To see this multi-million dollar bastard that has ruined so many people’s potential, start to crumble, is easily one of my greatest pleasures out of this pandemic.

Sincerely, I hope that this is a time for them to reflect on their own failures, and how all their poor decisions has led to this moment.

Universities represent an shining example of how globalism and poor infrastructure in context of self reliance and self-sufficiency has crippled how we conduct business.

COVID-19 needs to be seen as a lesson to start focusing inwards, improving on ourselves, before we can start addressing other nations’ issues. There are still a lot of problems, beyond our shitty education sector that we need to get answers for.

Climate change, land use, natural disasters, urbanisation, population growth, declining standard of living, our own human rights treatment, and how we can actually get a Prime Minister similar to NZ’s Jacinda Ardern are easily some of the most contentious issues plaguing our society at the moment.

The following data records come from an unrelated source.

//! Observability: runtime telemetry (metrics) and sink abstractions.
//!
//! Reconciliation code never touches `metrics` directly; every counter
//! update flows through a `MetricsEvent` recorded on the active sink.

pub(crate) mod metrics;
pub(crate) mod sink;

// re-exports
pub use metrics::{EntitySummary, EventReport, EventState};
pub use sink::{MetricsEvent, MetricsSink, SkipReason, metrics_report, metrics_reset_all};
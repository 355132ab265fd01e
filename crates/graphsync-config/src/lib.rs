//! TOML configuration for graphsync: the entity schema table and the
//! mapper options, parsed once at process start.

mod error;


pub use error::ConfigError;

use graphsync_core::{
    model::{AttributeModel, EntityDef, RelationModel, ScalarKind, Schema, SchemaBuilder},
    reconcile::{MapperOptions, ShapeMismatchPolicy},
};
use serde::{Deserialize, Serialize};
use std::{collections::BTreeMap, fs, path::Path};
use tracing::debug;

///
/// GraphsyncConfig
///

#[derive(Clone, Debug, Default, Deserialize, Eq, PartialEq, Serialize)]
#[serde(deny_unknown_fields)]
pub struct GraphsyncConfig {
    #[serde(default)]
    pub mapper: MapperSection,

    #[serde(default, rename = "entity")]
    pub entities: Vec<EntityConfig>,
}

impl GraphsyncConfig {
    /// Resolve the entity table into a validated schema registry.
    pub fn build_schema(&self) -> Result<Schema, ConfigError> {
        let mut builder = SchemaBuilder::new();
        for entity in &self.entities {
            builder.push(entity.to_def());
        }

        Ok(builder.build()?)
    }

    #[must_use]
    pub fn mapper_options(&self) -> MapperOptions {
        MapperOptions {
            shape_mismatch: self.mapper.shape_mismatch,
        }
    }

    /// Entity types a snapshot should process, in processing order.
    #[must_use]
    pub fn snapshot_order(&self) -> &[String] {
        &self.mapper.snapshot_order
    }

    // snapshot order may only name declared entity types
    fn validate(&self) -> Result<(), ConfigError> {
        for ty in &self.mapper.snapshot_order {
            if !self.entities.iter().any(|entity| &entity.name == ty) {
                return Err(ConfigError::UnknownSnapshotType(ty.clone()));
            }
        }

        Ok(())
    }
}

///
/// MapperSection
///

#[derive(Clone, Debug, Default, Deserialize, Eq, PartialEq, Serialize)]
#[serde(default, deny_unknown_fields)]
pub struct MapperSection {
    pub shape_mismatch: ShapeMismatchPolicy,
    pub snapshot_order: Vec<String>,
}

///
/// EntityConfig
///

#[derive(Clone, Debug, Deserialize, Eq, PartialEq, Serialize)]
#[serde(deny_unknown_fields)]
pub struct EntityConfig {
    pub name: String,

    #[serde(default)]
    pub parent: Option<String>,

    #[serde(default, rename = "abstract")]
    pub is_abstract: bool,

    #[serde(default)]
    pub attributes: BTreeMap<String, AttributeConfig>,

    #[serde(default)]
    pub relationships: BTreeMap<String, RelationshipConfig>,
}

impl EntityConfig {
    fn to_def(&self) -> EntityDef {
        let mut def = EntityDef::new(&self.name);
        if let Some(parent) = &self.parent {
            def = def.parent(parent);
        }
        if self.is_abstract {
            def = def.abstract_entity();
        }

        let attributes = self
            .attributes
            .iter()
            .map(|(name, attribute)| attribute.to_model(name));
        let def = def.attributes(attributes);

        self.relationships
            .iter()
            .fold(def, |def, (name, relation)| def.relation(relation.to_model(name)))
    }
}

///
/// AttributeConfig
///
/// Either the bare kind (`name = "string"`) or the long form
/// (`created = { kind = "date", external_name = "createdOn" }`).
///

#[derive(Clone, Debug, Deserialize, Eq, PartialEq, Serialize)]
#[serde(untagged)]
pub enum AttributeConfig {
    Kind(ScalarKind),
    Detailed {
        kind: ScalarKind,
        #[serde(default)]
        external_name: Option<String>,
    },
}

impl AttributeConfig {
    #[must_use]
    pub const fn kind(&self) -> ScalarKind {
        match self {
            Self::Kind(kind) | Self::Detailed { kind, .. } => *kind,
        }
    }

    fn to_model(&self, name: &str) -> AttributeModel {
        let model = AttributeModel::new(name, self.kind());

        match self {
            Self::Detailed {
                external_name: Some(external),
                ..
            } => model.external_name(external),
            _ => model,
        }
    }
}

///
/// RelationshipConfig
///

#[derive(Clone, Debug, Deserialize, Eq, PartialEq, Serialize)]
#[serde(deny_unknown_fields)]
pub struct RelationshipConfig {
    pub destination: String,

    #[serde(default)]
    pub to_many: bool,

    #[serde(default)]
    pub inverse: Option<String>,

    #[serde(default)]
    pub ignore: bool,

    #[serde(default)]
    pub no_identity: bool,

    #[serde(default)]
    pub external_name: Option<String>,
}

impl RelationshipConfig {
    fn to_model(&self, name: &str) -> RelationModel {
        let mut model = if self.to_many {
            RelationModel::to_many(name, &self.destination)
        } else {
            RelationModel::to_one(name, &self.destination)
        };

        if let Some(inverse) = &self.inverse {
            model = model.inverse(inverse);
        }
        if self.ignore {
            model = model.ignored();
        }
        if self.no_identity {
            model = model.without_identity();
        }
        if let Some(external) = &self.external_name {
            model = model.external_name(external);
        }

        model
    }
}

/// Parse configuration text.
pub fn parse_config(text: &str) -> Result<GraphsyncConfig, ConfigError> {
    let config: GraphsyncConfig = toml::from_str(text)?;
    config.validate()?;

    Ok(config)
}

/// Read and parse a configuration file.
pub fn load_config(path: impl AsRef<Path>) -> Result<GraphsyncConfig, ConfigError> {
    let path = path.as_ref();
    let text = fs::read_to_string(path).map_err(|source| ConfigError::Io {
        path: path.to_path_buf(),
        source,
    })?;
    let config = parse_config(&text)?;

    debug!(
        path = %path.display(),
        entities = config.entities.len(),
        "configuration loaded"
    );

    Ok(config)
}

All of which have taken a backseat to our need to somehow appease China and the US at the same time, without ever showing how spineless we are.

At the very least, our PM has slowly stiffened his resolve against China and are now openly calling for investigations into their affairs.

I just wished he did it when we seemed stronger.

Australia has so much to offer its own denizens. We could easily be one of the most autonomous and self-governing countries in the world, with our identity forged by our own success and abilities.

But instead, we are subservient to the world, never really pushing our limits and crippled by poor leadership and infrastructure.

If we are ever to grow, we need to really focus on ourselves and our future, instead of allowing the world to dictate what they are to us.